-- DATA TO PROCESS follows --
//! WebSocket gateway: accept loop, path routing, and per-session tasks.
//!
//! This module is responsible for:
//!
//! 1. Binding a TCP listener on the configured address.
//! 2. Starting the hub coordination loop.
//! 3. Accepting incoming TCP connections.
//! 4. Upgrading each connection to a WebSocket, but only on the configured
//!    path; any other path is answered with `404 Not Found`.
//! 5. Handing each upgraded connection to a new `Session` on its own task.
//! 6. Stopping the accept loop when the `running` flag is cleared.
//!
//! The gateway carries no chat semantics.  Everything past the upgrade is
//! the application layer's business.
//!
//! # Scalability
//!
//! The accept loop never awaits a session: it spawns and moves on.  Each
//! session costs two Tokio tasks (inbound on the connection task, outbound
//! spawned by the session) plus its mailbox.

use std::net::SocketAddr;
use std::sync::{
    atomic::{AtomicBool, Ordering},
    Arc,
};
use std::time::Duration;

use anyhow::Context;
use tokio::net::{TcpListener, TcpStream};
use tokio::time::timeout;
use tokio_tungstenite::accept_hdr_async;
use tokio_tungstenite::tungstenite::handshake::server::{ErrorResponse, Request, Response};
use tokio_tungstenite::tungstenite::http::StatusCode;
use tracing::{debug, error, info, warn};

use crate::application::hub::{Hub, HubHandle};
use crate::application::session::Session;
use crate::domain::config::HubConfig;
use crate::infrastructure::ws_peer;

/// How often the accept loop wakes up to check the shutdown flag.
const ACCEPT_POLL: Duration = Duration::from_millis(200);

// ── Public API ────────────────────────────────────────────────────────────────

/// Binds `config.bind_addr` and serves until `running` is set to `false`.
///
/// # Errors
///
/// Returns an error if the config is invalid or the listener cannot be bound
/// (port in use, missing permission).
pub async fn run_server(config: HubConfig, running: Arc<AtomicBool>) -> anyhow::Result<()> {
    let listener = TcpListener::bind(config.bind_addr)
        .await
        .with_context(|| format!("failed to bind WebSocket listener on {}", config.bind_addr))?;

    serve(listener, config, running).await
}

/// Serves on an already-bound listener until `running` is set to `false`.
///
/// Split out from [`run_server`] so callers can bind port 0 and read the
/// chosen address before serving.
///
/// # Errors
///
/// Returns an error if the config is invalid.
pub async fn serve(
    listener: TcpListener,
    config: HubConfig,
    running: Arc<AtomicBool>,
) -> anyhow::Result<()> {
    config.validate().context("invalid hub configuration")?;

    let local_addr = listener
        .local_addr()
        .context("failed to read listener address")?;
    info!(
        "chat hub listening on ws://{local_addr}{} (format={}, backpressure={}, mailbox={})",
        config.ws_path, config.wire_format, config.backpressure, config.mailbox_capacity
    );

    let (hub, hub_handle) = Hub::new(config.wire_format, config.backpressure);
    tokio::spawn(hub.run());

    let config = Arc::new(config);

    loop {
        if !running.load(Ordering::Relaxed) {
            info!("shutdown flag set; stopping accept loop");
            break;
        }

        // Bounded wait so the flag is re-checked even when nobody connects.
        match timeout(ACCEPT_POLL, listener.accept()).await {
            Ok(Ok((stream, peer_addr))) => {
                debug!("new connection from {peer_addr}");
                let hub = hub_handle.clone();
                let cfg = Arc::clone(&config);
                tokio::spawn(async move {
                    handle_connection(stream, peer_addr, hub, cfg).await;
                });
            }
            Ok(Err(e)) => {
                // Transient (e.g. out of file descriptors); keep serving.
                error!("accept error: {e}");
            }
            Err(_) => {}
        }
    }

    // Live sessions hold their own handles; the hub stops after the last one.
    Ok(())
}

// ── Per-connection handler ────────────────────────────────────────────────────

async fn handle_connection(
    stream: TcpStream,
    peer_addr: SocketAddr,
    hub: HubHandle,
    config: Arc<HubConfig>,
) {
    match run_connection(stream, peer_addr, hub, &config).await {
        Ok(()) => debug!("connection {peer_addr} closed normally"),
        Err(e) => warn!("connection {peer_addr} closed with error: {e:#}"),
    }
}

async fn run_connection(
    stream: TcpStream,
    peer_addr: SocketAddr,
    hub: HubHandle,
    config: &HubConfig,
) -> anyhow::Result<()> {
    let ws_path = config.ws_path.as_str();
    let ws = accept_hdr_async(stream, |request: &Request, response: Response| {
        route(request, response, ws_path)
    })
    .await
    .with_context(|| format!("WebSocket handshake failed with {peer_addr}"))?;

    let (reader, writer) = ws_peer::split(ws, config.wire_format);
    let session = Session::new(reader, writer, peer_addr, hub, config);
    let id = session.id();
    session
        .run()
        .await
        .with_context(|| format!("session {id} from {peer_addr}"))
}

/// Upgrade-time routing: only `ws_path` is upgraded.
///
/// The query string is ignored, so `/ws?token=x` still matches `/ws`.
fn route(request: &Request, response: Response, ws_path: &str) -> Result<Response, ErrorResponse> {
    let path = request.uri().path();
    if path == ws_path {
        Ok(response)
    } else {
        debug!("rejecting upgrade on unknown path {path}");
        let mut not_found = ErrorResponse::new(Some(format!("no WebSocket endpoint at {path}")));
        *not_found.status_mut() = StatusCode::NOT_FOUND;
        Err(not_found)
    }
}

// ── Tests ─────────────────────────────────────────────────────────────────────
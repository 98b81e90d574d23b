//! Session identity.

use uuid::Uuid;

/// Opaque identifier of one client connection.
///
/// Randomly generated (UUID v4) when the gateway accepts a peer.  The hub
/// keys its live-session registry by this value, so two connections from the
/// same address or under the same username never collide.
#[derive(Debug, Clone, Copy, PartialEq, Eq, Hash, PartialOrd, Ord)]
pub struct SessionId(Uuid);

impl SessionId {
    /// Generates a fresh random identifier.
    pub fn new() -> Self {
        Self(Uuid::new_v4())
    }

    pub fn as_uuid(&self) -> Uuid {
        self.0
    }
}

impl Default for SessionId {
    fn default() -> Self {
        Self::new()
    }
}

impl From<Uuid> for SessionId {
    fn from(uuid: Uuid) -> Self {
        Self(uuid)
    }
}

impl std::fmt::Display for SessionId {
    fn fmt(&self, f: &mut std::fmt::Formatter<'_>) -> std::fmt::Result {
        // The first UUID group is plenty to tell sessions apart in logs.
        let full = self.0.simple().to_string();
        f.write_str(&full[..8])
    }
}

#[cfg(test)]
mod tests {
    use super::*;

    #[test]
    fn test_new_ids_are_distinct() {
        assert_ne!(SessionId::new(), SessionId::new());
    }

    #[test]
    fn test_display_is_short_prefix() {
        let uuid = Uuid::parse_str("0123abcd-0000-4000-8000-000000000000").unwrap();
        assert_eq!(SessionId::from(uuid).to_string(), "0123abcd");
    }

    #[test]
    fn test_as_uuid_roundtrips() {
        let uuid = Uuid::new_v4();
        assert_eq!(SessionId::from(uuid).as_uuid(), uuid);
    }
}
-- DATA TO PROCESS concluded --
§ WHAT TO PRODUCE
Determine the number of lines above holding the string "flag". Reply with it and nothing more.

§ RESULT
4